I work in a fairly relaxed development environment. I guess you could call it RAD. Most Web development work is Rapid Application Development by nature anyway. That said, I'm not totally ignorant of the newer methodologies such as Test Driven Development (TDD). However, all the tools and methodologies in existence will not make the slightest bit of difference if your mindset and approach are out of whack for the job at hand.
10 Rules for Debugging - Irish Style
1) Keep it simple, stupid (KISS principle). Many people get in a bind because when given a choice between a simple solution and one that seems more elegant, they of course go for the latter. Elegant code is achieved through experience and refactoring. Get it working first!
2) Divide and conquer. Why look for a needle in two haystacks? Narrow it down.
3) Don't let your emotions get the better of your thinking - always a recipe for disaster.
4) Never panic. Only wimps panic. In the face of insurmountable odds, get drunk, read Hemingway and proclaim your genius loudly to all.

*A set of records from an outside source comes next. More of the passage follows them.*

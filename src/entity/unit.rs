// src/entity/unit.rs
use serde::{Deserialize, Serialize};
use serde_json::Value;

#[derive(Debug, Clone, Copy, PartialEq, Eq, Serialize, Deserialize, Default)]
#[serde(rename_all = "lowercase")]
pub enum UnitType {
    #[default]
    Chapter,
    Scene,
    Act,
    Arc,
}

#[derive(Debug, Clone, Copy, PartialEq, Eq, Serialize, Deserialize, Default)]
#[serde(rename_all = "lowercase")]
pub enum UnitStatus {
    #[default]
    Planning,
    Writing,
    Completed,
}

/// A story unit record as stored in `storyUnits`.
///
/// Field order matches the on-disk layout. Evaluations are kept as the raw
/// JSON the editor wrote and serialize as `null` when absent.
#[derive(Debug, Clone, PartialEq, Serialize, Deserialize)]
#[serde(rename_all = "camelCase")]
pub struct StoryUnit {
    pub id: String,
    #[serde(rename = "type")]
    pub unit_type: UnitType,
    pub number: u32,
    pub title: String,
    pub status: UnitStatus,
    pub content: String,
    pub summary: String,
    pub advanced_lines: Vec<String>,
    pub pre_evaluation: Option<Value>,
    pub post_evaluation: Option<Value>,
    pub created_at: String,
    pub updated_at: String,
}

impl StoryUnit {
    pub fn new(id: String, number: u32, title: String, timestamp: &str) -> Self {
        Self {
            id,
            unit_type: UnitType::default(),
            number,
            title,
            status: UnitStatus::default(),
            content: String::new(),
            summary: String::new(),
            advanced_lines: Vec::new(),
            pre_evaluation: None,
            post_evaluation: None,
            created_at: timestamp.to_string(),
            updated_at: timestamp.to_string(),
        }
    }
}
mod commands;
mod handlers;

pub use commands::Cli;
pub use handlers::{apply_batch, handle_apply};
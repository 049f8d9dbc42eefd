/// Largest supported viewport side, in pixels.
pub const MAX_VIEWPORT: usize = 4096;

/// Global darkness adjustment range (added to every sector's shade row).
pub const MAX_DARKNESS: i32 = 63;

/// Per-frame arena capacities. Entries past a limit are dropped and
/// counted in `FrameStats`.
#[derive(Clone, Copy, Debug, PartialEq, Eq)]
pub struct FrameLimits {
    pub wall_slices: usize,
    pub floor_runs: usize,
    pub objects: usize,
    pub object_slices: usize,
}

impl Default for FrameLimits {
    fn default() -> Self {
        Self {
            wall_slices: 16 * 1024,
            floor_runs: 32 * 1024,
            objects: 512,
            object_slices: 32 * 1024,
        }
    }
}

#[derive(Clone, Debug, PartialEq, Eq)]
pub struct RenderConfig {
    pub width: usize,
    pub height: usize,
    /// Drawable columns `[clip_left, clip_right)`; narrower than `width`
    /// for a letterboxed view.
    pub clip_left: usize,
    pub clip_right: usize,
    /// −63..=63, added to every sector's base shade row.
    pub darkness: i32,
    /// Extra shade rows at distance zero, fading out by the falloff distance.
    pub near_light: i32,
    /// Palette index shown when the camera is outside the map.
    pub fallback_color: u8,
    pub limits: FrameLimits,
}

impl RenderConfig {
    pub fn new(width: usize, height: usize) -> Self {
        Self {
            width,
            height,
            clip_left: 0,
            clip_right: width,
            darkness: 0,
            near_light: 8,
            fallback_color: 0,
            limits: FrameLimits::default(),
        }
    }

    pub fn validate(&self) -> Result<(), ConfigError> {
        if self.width == 0 || self.height == 0 {
            return Err(ConfigError::ZeroViewport {
                width: self.width,
                height: self.height,
            });
        }
        if self.width > MAX_VIEWPORT || self.height > MAX_VIEWPORT {
            return Err(ConfigError::ViewportTooLarge {
                width: self.width,
                height: self.height,
            });
        }
        if self.clip_left >= self.clip_right {
            return Err(ConfigError::EmptyViewBounds {
                left: self.clip_left,
                right: self.clip_right,
            });
        }
        if self.clip_right > self.width {
            return Err(ConfigError::ViewBoundsOutOfRange {
                left: self.clip_left,
                right: self.clip_right,
                width: self.width,
            });
        }
        if !(-MAX_DARKNESS..=MAX_DARKNESS).contains(&self.darkness) {
            return Err(ConfigError::DarknessOutOfRange(self.darkness));
        }
        Ok(())
    }
}

#[derive(Debug, thiserror::Error, PartialEq, Eq)]
pub enum ConfigError {
    #[error("viewport {width}x{height} has no pixels")]
    ZeroViewport { width: usize, height: usize },

    #[error("viewport {width}x{height} exceeds {MAX_VIEWPORT} pixels per side")]
    ViewportTooLarge { width: usize, height: usize },

    #[error("view bounds [{left}, {right}) are empty")]
    EmptyViewBounds { left: usize, right: usize },

    #[error("view bounds [{left}, {right}) exceed viewport width {width}")]
    ViewBoundsOutOfRange {
        left: usize,
        right: usize,
        width: usize,
    },

    #[error("darkness {0} outside -63..=63")]
    DarknessOutOfRange(i32),
}
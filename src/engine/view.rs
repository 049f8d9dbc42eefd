use glam::IVec2;

use crate::{
    engine::config::RenderConfig,
    math::{Angle, Fixed, cosine, sine},
    world::{Camera, Level, SectorId, SubSectorId, bsp::side_value},
};

/// Per-frame camera state in the units the projection works in.
///
/// View space: `depth` runs along the view direction, `lateral` is
/// positive to the **left**; both 16.16. The horizontal field of view is
/// 90°, so the focal length equals half the viewport width.
#[derive(Clone, Debug)]
pub struct View {
    pub x: Fixed,
    pub y: Fixed,
    pub eye_z: Fixed,
    pub angle: Angle,
    pub cos: Fixed,
    pub sin: Fixed,
    pub width: usize,
    pub height: usize,
    pub half_w: i32,
    pub half_h: i32,
    pub focal: i32,
    pub clip_left: i32,
    pub clip_right: i32,
    pub subsector: Option<SubSectorId>,
    pub sector: Option<SectorId>,
}

impl View {
    pub fn new(camera: &Camera, level: &Level, config: &RenderConfig) -> Self {
        let subsector = level.locate_subsector(camera.x, camera.y);
        let sector = subsector.map(|ss| level.subsectors[ss as usize].sector);
        let floor = sector.map_or(0, |s| level.sectors[s as usize].floor);
        let half_w = (config.width / 2) as i32;

        Self {
            x: camera.x,
            y: camera.y,
            eye_z: floor + camera.height,
            angle: camera.angle,
            cos: cosine(camera.angle),
            sin: sine(camera.angle),
            width: config.width,
            height: config.height,
            half_w,
            half_h: (config.height / 2) as i32,
            focal: half_w.max(1),
            clip_left: config.clip_left as i32,
            clip_right: config.clip_right as i32,
            subsector,
            sector,
        }
    }

    /// `(depth, lateral)` of a 16.16 world point.
    #[inline]
    pub fn to_view(&self, x: Fixed, y: Fixed) -> (i64, i64) {
        let dx = x as i64 - self.x as i64;
        let dy = y as i64 - self.y as i64;
        let (c, s) = (self.cos as i64, self.sin as i64);
        ((dx * c + dy * s) >> 16, (dy * c - dx * s) >> 16)
    }

    #[inline]
    pub fn vertex_to_view(&self, p: IVec2) -> (i64, i64) {
        self.to_view(p.x << 16, p.y << 16)
    }

    /// 16.16 screen column of a view-space point; `depth` must be positive.
    #[inline]
    pub fn screen_x(&self, depth: i64, lateral: i64) -> i64 {
        ((self.half_w as i64) << 16) - ((lateral * self.focal as i64) << 16) / depth.max(1)
    }

    /// Pixels per world unit at `depth`, 16.16.
    #[inline]
    pub fn scale(&self, depth: i64) -> i64 {
        ((self.focal as i64) << 32) / depth.max(1)
    }

    /// 16.16 screen row of world height `z` for a given [`Self::scale`].
    #[inline]
    pub fn screen_y(&self, z: Fixed, scale: i64) -> i64 {
        ((self.half_h as i64) << 16) - (((z as i64 - self.eye_z as i64) * scale) >> 16)
    }

    /// World units (16.16) covered by one pixel at `depth`.
    #[inline]
    pub fn pixel_step(&self, depth: i64) -> i64 {
        depth / self.focal as i64
    }

    /// True when the camera did not resolve to a subsector, or lies strictly
    /// behind one of its bounding segments.
    pub fn is_outside(&self, level: &Level) -> bool {
        let Some(ss) = self.subsector else {
            return true;
        };
        level.segs[level.subsectors[ss as usize].segs()]
            .iter()
            .any(|seg| side_value(level.vertex(seg.from), level.vertex(seg.to), self.x, self.y) < 0)
    }
}

#[cfg(test)]
mod tests {
    use super::*;
    use crate::{
        math::{ANGLE_90, FRACUNIT, to_fixed},
        world::builder::{rectangle_room, two_rooms},
    };

    fn view_at(x: i32, y: i32, angle: Angle) -> View {
        let level = two_rooms(16, 96, 1);
        let cam = Camera::new(to_fixed(x), to_fixed(y), to_fixed(41), angle);
        View::new(&cam, &level, &RenderConfig::new(320, 200))
    }

    #[test]
    fn eye_height_follows_sector_floor() {
        assert_eq!(view_at(100, 100, 0).eye_z, to_fixed(41));
        assert_eq!(view_at(400, 100, 0).eye_z, to_fixed(57));
        assert_eq!(view_at(400, 100, 0).sector, Some(1));
    }

    #[test]
    fn view_axes() {
        let v = view_at(100, 100, ANGLE_90);
        // Facing +Y: a point ahead has positive depth, one to the west is left.
        let (d, l) = v.to_view(to_fixed(100), to_fixed(150));
        assert!((d - to_fixed(50) as i64).abs() <= 2);
        assert!(l.abs() <= 2);
        let (d, l) = v.to_view(to_fixed(60), to_fixed(100));
        assert!(d.abs() <= 2);
        assert!((l - to_fixed(40) as i64).abs() <= 2);
    }

    #[test]
    fn projection_centre_and_edges() {
        let v = view_at(100, 100, 0);
        let depth = to_fixed(64) as i64;
        assert_eq!(v.screen_x(depth, 0), 160 << 16);
        // 45° left lands on column 0, 45° right on the far edge.
        assert_eq!(v.screen_x(depth, depth), 0);
        assert_eq!(v.screen_x(depth, -depth), 320 << 16);

        let scale = v.scale(depth);
        assert_eq!(v.screen_y(v.eye_z, scale), 100 << 16);
        assert_eq!(v.screen_y(v.eye_z + to_fixed(64), scale), (100 - 160) << 16);
        assert_eq!(v.pixel_step(depth), (64 * FRACUNIT / 160) as i64);
    }

    #[test]
    fn outside_detection() {
        let level = rectangle_room(128, 128, 0, 128, 160, 1);
        let cfg = RenderConfig::new(64, 64);
        let inside = Camera::new(to_fixed(64), to_fixed(64), to_fixed(41), 0);
        let outside = Camera::new(to_fixed(200), to_fixed(64), to_fixed(41), 0);
        assert!(!View::new(&inside, &level, &cfg).is_outside(&level));
        assert!(View::new(&outside, &level, &cfg).is_outside(&level));
    }
}
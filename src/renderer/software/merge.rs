//! Final pass: queued see-through walls and placed objects, interleaved
//! per column so that farther strips are drawn first.

use crate::{
    engine::frame::{FrameContext, ObjectSlice, WallSlice},
    renderer::{
        Surface,
        software::columns::{ColumnSource, draw_column},
    },
    world::TextureBank,
};

/// Walk both far-first lists of every column and draw whichever head is
/// farther; on equal depth the wall goes first.
pub fn draw_merged(surface: &mut Surface, frame: &FrameContext, bank: &TextureBank) {
    for x in 0..frame.width() {
        let mut wall = frame.wall_heads[x];
        let mut object = frame.object_heads[x];
        loop {
            let (w, o) = (frame.wall_slices.get(wall), frame.object_slices.get(object));
            let wall_first = match (w, o) {
                (None, None) => break,
                (Some(_), None) => true,
                (None, Some(_)) => false,
                (Some(w), Some(o)) => w.depth >= frame.objects[o.run].depth,
            };
            if wall_first {
                if let Some(slice) = w {
                    draw_wall_slice(surface, x, slice, bank);
                    wall = slice.next;
                }
            } else if let Some(slice) = o {
                draw_object_slice(surface, x, slice, frame, bank);
                object = slice.next;
            }
        }
    }
}

fn draw_wall_slice(surface: &mut Surface, x: usize, slice: &WallSlice, bank: &TextureBank) {
    let Some(blend) = slice.opacity.blend(bank.blend()) else {
        return;
    };
    let tex = bank.texture_or_missing(slice.texture);
    let src = ColumnSource {
        texels: tex.column(slice.column),
        mask: tex.height_mask(),
        offset: slice.v_offset,
        step: slice.v_step,
    };
    draw_column(
        surface,
        x,
        slice.top..slice.bottom,
        &src,
        bank.shade_row(slice.shade),
        None,
        blend,
    );
}

fn draw_object_slice(
    surface: &mut Surface,
    x: usize,
    slice: &ObjectSlice,
    frame: &FrameContext,
    bank: &TextureBank,
) {
    let run = &frame.objects[slice.run];
    let Some(blend) = run.opacity.blend(bank.blend()) else {
        return;
    };
    let Ok(pic) = bank.texture(run.picture) else {
        return;
    };
    let u = run.u_start + (x as i64 - run.x_start as i64) * run.u_step;
    let column = ((u >> 16).max(0) as usize).min(pic.width.saturating_sub(1));
    let src = ColumnSource {
        texels: pic.column(column),
        mask: usize::MAX,
        offset: run.v_start + (slice.top - run.top) as i64 * run.v_step,
        step: run.v_step,
    };
    draw_column(
        surface,
        x,
        slice.top..slice.bottom,
        &src,
        bank.shade_row(run.shade),
        run.colorize.and_then(|c| bank.colorize(c)),
        blend,
    );
}
/*====================================================================*/
/*                                Tests                                */
/*====================================================================*/
#[cfg(test)]
mod tests {
    use super::*;
    use crate::{
        engine::walls::project_segment,
        math::{ANGLE_90, ANGLE_180, FRACUNIT, to_fixed},
        renderer::Opacity,
        world::{
            LineFlags, NO_TEXTURE, ObjectAttributes, RejectTable, SceneObject, ShadeTables,
            Texture, TextureId,
            builder::{rectangle_room, two_rooms},
        },
    };

    const W: usize = 320;
    const H: usize = 200;
    const WALL_INDEX: u8 = 200;

    fn bank() -> (TextureBank, TextureId) {
        let mut bank = TextureBank::default_with_checker();
        let wall = bank
            .insert("WALL", Texture::solid("WALL", 64, 64, WALL_INDEX))
            .unwrap();
        (bank, wall)
    }

    fn engine() -> Engine {
        Engine::new(RenderConfig::new(W, H)).unwrap()
    }

    fn camera(x: i32, y: i32, angle: u16) -> Camera {
        Camera::new(to_fixed(x), to_fixed(y), to_fixed(41), angle)
    }

    #[test]
    fn submit_runs_exactly_once() {
        let (bank, wall) = bank();
        let level = rectangle_room(256, 256, 0, 128, 160, wall);
        let objects = ObjectList::new();
        let scene = Scene {
            level: &level,
            objects: &objects,
            bank: &bank,
            camera: camera(128, 128, 0),
        };
        let mut calls = 0;
        engine().render_frame(&scene, |s| {
            calls += 1;
            assert_eq!((s.width(), s.height()), (W, H));
        });
        assert_eq!(calls, 1);
    }

    #[test]
    fn room_wall_is_centred_opaque_and_lit_by_sector() {
        let (mut bank, wall) = bank();
        bank.set_shades(ShadeTables::from_fn(|row, _| row as u8));
        let level = rectangle_room(512, 256, 0, 128, 32, wall);
        let objects = ObjectList::new();
        let scene = Scene {
            level: &level,
            objects: &objects,
            bank: &bank,
            camera: camera(256, 128, 0),
        };
        let mut engine = engine();
        let stats = engine.render_frame(&scene, |_| {});

        // Room centre facing east: the east wall is 256 units ahead, 256 wide.
        let view = View::new(&scene.camera, &level, engine.config());
        let open = FrameContext::new(engine.config());
        let proj = project_segment(&view, &level, &level.segs[2], &open).unwrap();
        let half = (W / 2) as i32;
        assert!(((half - proj.x_start) - (proj.x_end - half)).abs() <= 1);
        assert!((proj.sx1 + proj.sx2 - ((W as i64) << 16)).abs() <= 2 * FRACUNIT as i64);

        // Horizon row of the centre column is that wall at 32 >> 2.
        assert_eq!(engine.surface().pixel(W / 2, H / 2), 32 >> 2);
        assert_eq!(stats.wall_slices, 0);
        assert!(!stats.fallback);
        assert!(engine.frame().occluded.iter().all(|&o| o));
    }

    #[test]
    fn repeated_frames_are_identical() {
        let (bank, wall) = bank();
        let level = two_rooms(16, 96, wall);
        let objects = ObjectList::new();
        let scene = Scene {
            level: &level,
            objects: &objects,
            bank: &bank,
            camera: camera(100, 90, 0x0C00),
        };
        let mut engine = engine();
        engine.render_frame(&scene, |_| {});
        let visited = engine.frame().visited.clone();
        let pixels = engine.surface().pixels().to_vec();

        engine.render_frame(&scene, |_| {});
        assert_eq!(engine.frame().visited, visited);
        assert_eq!(engine.surface().pixels(), pixels.as_slice());
        assert_eq!(visited, vec![0, 1]);
    }

    #[test]
    fn full_occlusion_stops_traversal() {
        let (bank, wall) = bank();
        let level = two_rooms(0, 128, wall);
        let objects = ObjectList::new();
        // Facing the west wall of room A, which fills the view.
        let scene = Scene {
            level: &level,
            objects: &objects,
            bank: &bank,
            camera: camera(128, 128, ANGLE_180),
        };
        let mut engine = engine();
        let stats = engine.render_frame(&scene, |_| {});
        assert!(engine.frame().is_full());
        assert_eq!(engine.frame().visited, vec![0]);
        assert!(engine.frame().projected.iter().all(|&s| s < 4));
        assert_eq!(stats.wall_slices, 0);
    }

    #[test]
    fn letterboxed_columns_are_never_written() {
        let (bank, wall) = bank();
        let level = two_rooms(24, 100, wall);
        let objects = ObjectList::new();
        let scene = Scene {
            level: &level,
            objects: &objects,
            bank: &bank,
            camera: camera(64, 128, 0),
        };
        let mut engine = engine();
        engine.set_view_bounds(40, 280).unwrap();
        engine.render_frame(&scene, |_| {});
        let s = engine.surface();
        for y in 0..H {
            for x in (0..40).chain(280..W) {
                assert_eq!(s.pixel(x, y), 0, "column {x} row {y} was written");
            }
            assert_ne!(s.pixel(160, y), 0);
        }
    }

    #[test]
    fn portal_column_splits_into_upper_lower_and_queued_main() {
        const FAR_INDEX: u8 = 90;
        let (mut bank, wall) = bank();
        let grate = bank
            .insert("GRATE", Texture::solid("GRATE", 16, 64, 120))
            .unwrap();
        let far = bank
            .insert("FAR", Texture::solid("FAR", 64, 64, FAR_INDEX))
            .unwrap();

        for (flags, opacity) in [
            (LineFlags::TRANSLUCENT, Opacity::Translucent),
            (LineFlags::empty(), Opacity::Transparent),
        ] {
            let mut level = two_rooms(16, 96, wall);
            let portal = level.segs[2].line as usize;
            level.lines[portal].flags |= flags;
            let front = level.lines[portal].sides[0].unwrap();
            level.sides[front as usize].main = grate;
            for side in level.sides.iter_mut().filter(|s| s.sector == 1) {
                if side.main != NO_TEXTURE {
                    side.main = far;
                }
            }
            let objects = ObjectList::new();
            let scene = Scene {
                level: &level,
                objects: &objects,
                bank: &bank,
                camera: camera(128, 128, 0),
            };
            let mut engine = engine();
            engine.render_frame(&scene, |_| {});
            let frame = engine.frame();

            // Portal 128 ahead, eye at 41: back ceiling 96 lands on row 31,
            // back floor 16 on row 131, front floor 0 on row 151.
            let slices: Vec<(i32, i32, Opacity)> = frame
                .wall_slices
                .iter_list(frame.wall_heads[160], |s| s.next)
                .map(|(_, s)| (s.top, s.bottom, s.opacity))
                .collect();
            assert_eq!(slices, vec![(31, 131, opacity)]);
            assert_eq!((frame.min_y[160], frame.max_y[160]), (31, 131));

            // Upper and lower walls stay on screen; the far room never
            // reaches rows its column had already closed.
            let s = engine.surface();
            for y in (0..31).chain(131..151) {
                assert_eq!(s.pixel(160, y), WALL_INDEX, "row {y}");
            }
            for y in (0..31).chain(131..H) {
                assert_ne!(s.pixel(160, y), FAR_INDEX, "row {y}");
            }
        }
    }

    #[test]
    fn rejected_sector_is_never_projected() {
        let (bank, wall) = bank();
        let mut level = two_rooms(0, 128, wall);
        let objects = ObjectList::new();
        let scene_at = |level: &Level| {
            let mut engine = engine();
            let scene = Scene {
                level,
                objects: &objects,
                bank: &bank,
                camera: camera(128, 128, 0),
            };
            engine.render_frame(&scene, |_| {});
            engine.frame().projected.clone()
        };

        // Room B's segments are 4..8; its east wall faces the camera.
        let open = scene_at(&level);
        assert!(open.iter().any(|&s| s >= 4));

        let mut reject = RejectTable::all_visible(2);
        reject.set(0, 1, true);
        level.reject = reject;
        let culled = scene_at(&level);
        assert!(!culled.is_empty());
        assert!(culled.iter().all(|&s| s < 4));
    }

    #[test]
    fn outside_camera_gets_fallback_fill() {
        let (bank, wall) = bank();
        let level = rectangle_room(128, 128, 0, 128, 160, wall);
        let objects = ObjectList::new();
        let scene = Scene {
            level: &level,
            objects: &objects,
            bank: &bank,
            camera: camera(300, 64, 0),
        };
        let mut cfg = RenderConfig::new(W, H);
        cfg.fallback_color = 77;
        let mut engine = Engine::new(cfg).unwrap();
        let stats = engine.render_frame(&scene, |_| {});
        assert!(stats.fallback);
        assert!(engine.surface().pixels().iter().all(|&p| p == 77));
    }

    #[test]
    fn nearer_sprite_wins_shared_columns() {
        let (mut bank, wall) = bank();
        let near_pic = bank
            .insert_picture("NEAR", Texture::solid("NEAR", 16, 64, 50))
            .unwrap();
        let far_pic = bank
            .insert_picture("FAR", Texture::solid("FAR", 16, 64, 60))
            .unwrap();
        let level = rectangle_room(512, 256, 0, 128, 160, wall);
        let mut objects = ObjectList::new();
        // Far one first so insertion order does not decide the outcome.
        objects.push(SceneObject::new(2, to_fixed(264), to_fixed(128), 0, far_pic));
        objects.push(SceneObject::new(1, to_fixed(164), to_fixed(128), 0, near_pic));
        let scene = Scene {
            level: &level,
            objects: &objects,
            bank: &bank,
            camera: camera(64, 128, 0),
        };
        let mut engine = engine();
        let stats = engine.render_frame(&scene, |_| {});
        assert_eq!(stats.objects_visible, 2);

        let runs = engine.frame().objects.as_slice();
        assert_eq!(runs[0].view_depth >> 16, 100);
        assert_eq!(runs[1].view_depth >> 16, 200);
        assert_eq!(runs[0].type_id, 1);

        // Column list is far-first: the 200 run is drawn before the 100 run.
        let frame = engine.frame();
        let order: Vec<u32> = frame
            .object_slices
            .iter_list(frame.object_heads[W / 2], |s| s.next)
            .map(|(_, s)| s.run)
            .collect();
        assert_eq!(order, vec![1, 0]);
        assert_eq!(engine.surface().pixel(W / 2, H / 2), 50);
    }

    #[test]
    fn invisible_objects_are_skipped() {
        let (mut bank, wall) = bank();
        let pic = bank
            .insert_picture("PIC", Texture::solid("PIC", 16, 64, 50))
            .unwrap();
        let level = rectangle_room(512, 256, 0, 128, 160, wall);
        let mut objects = ObjectList::new();
        let mut ghost = SceneObject::new(1, to_fixed(164), to_fixed(128), 0, pic);
        ghost.attributes = ObjectAttributes::INVISIBLE;
        objects.push(ghost);
        let scene = Scene {
            level: &level,
            objects: &objects,
            bank: &bank,
            camera: camera(64, 128, 0),
        };
        let stats = engine().render_frame(&scene, |_| {});
        assert_eq!(stats.objects_visible, 0);
    }

    #[test]
    fn setters_validate() {
        let mut engine = engine();
        assert!(engine.set_view_bounds(10, 5).is_err());
        assert!(engine.set_darkness(99).is_err());
        engine.set_darkness(-10).unwrap();
        assert_eq!(engine.config().darkness, -10);

        engine.set_view_bounds(10, 300).unwrap();
        engine.set_viewport(640, 400).unwrap();
        assert_eq!(engine.config().clip_right, 640);
        assert_eq!(engine.surface().width(), 640);
        assert!(engine.set_viewport(0, 10).is_err());
    }

    #[test]
    fn darkness_shifts_every_shade_row() {
        let (mut bank, wall) = bank();
        bank.set_shades(ShadeTables::from_fn(|row, _| row as u8));
        let level = rectangle_room(512, 256, 0, 128, 160, wall);
        let objects = ObjectList::new();
        let scene = Scene {
            level: &level,
            objects: &objects,
            bank: &bank,
            camera: camera(128, 128, 0),
        };
        let mut engine = engine();
        engine.render_frame(&scene, |_| {});
        assert_eq!(engine.surface().pixel(W / 2, H / 2), 40);

        engine.set_darkness(-30).unwrap();
        engine.render_frame(&scene, |_| {});
        assert_eq!(engine.surface().pixel(W / 2, H / 2), 10);
    }

    #[test]
    fn turning_keeps_frames_stable() {
        let (bank, wall) = bank();
        let level = two_rooms(16, 96, wall);
        let objects = ObjectList::new();
        let mut engine = engine();
        for step in 0..16u16 {
            let scene = Scene {
                level: &level,
                objects: &objects,
                bank: &bank,
                camera: camera(200, 100, step.wrapping_mul(ANGLE_90 / 4)),
            };
            let stats = engine.render_frame(&scene, |_| {});
            assert!(!stats.fallback);
            assert!(!stats.overflowed());
            assert!(engine.frame().is_full() || stats.subsectors_visited == 2);
        }
    }
}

5) Your brain works productively for 40 minutes at a time. This is a universal rule and you are not different. At the 40 minute bell, go away from your desk for 10 minutes as you're only going downhill from that point on. For some strange reason, most people cannot accept this fact. Look around you at work to see who the idiots are. "Gee, I'm sure to get promoted if I never leave my desk"... and pigs will fly.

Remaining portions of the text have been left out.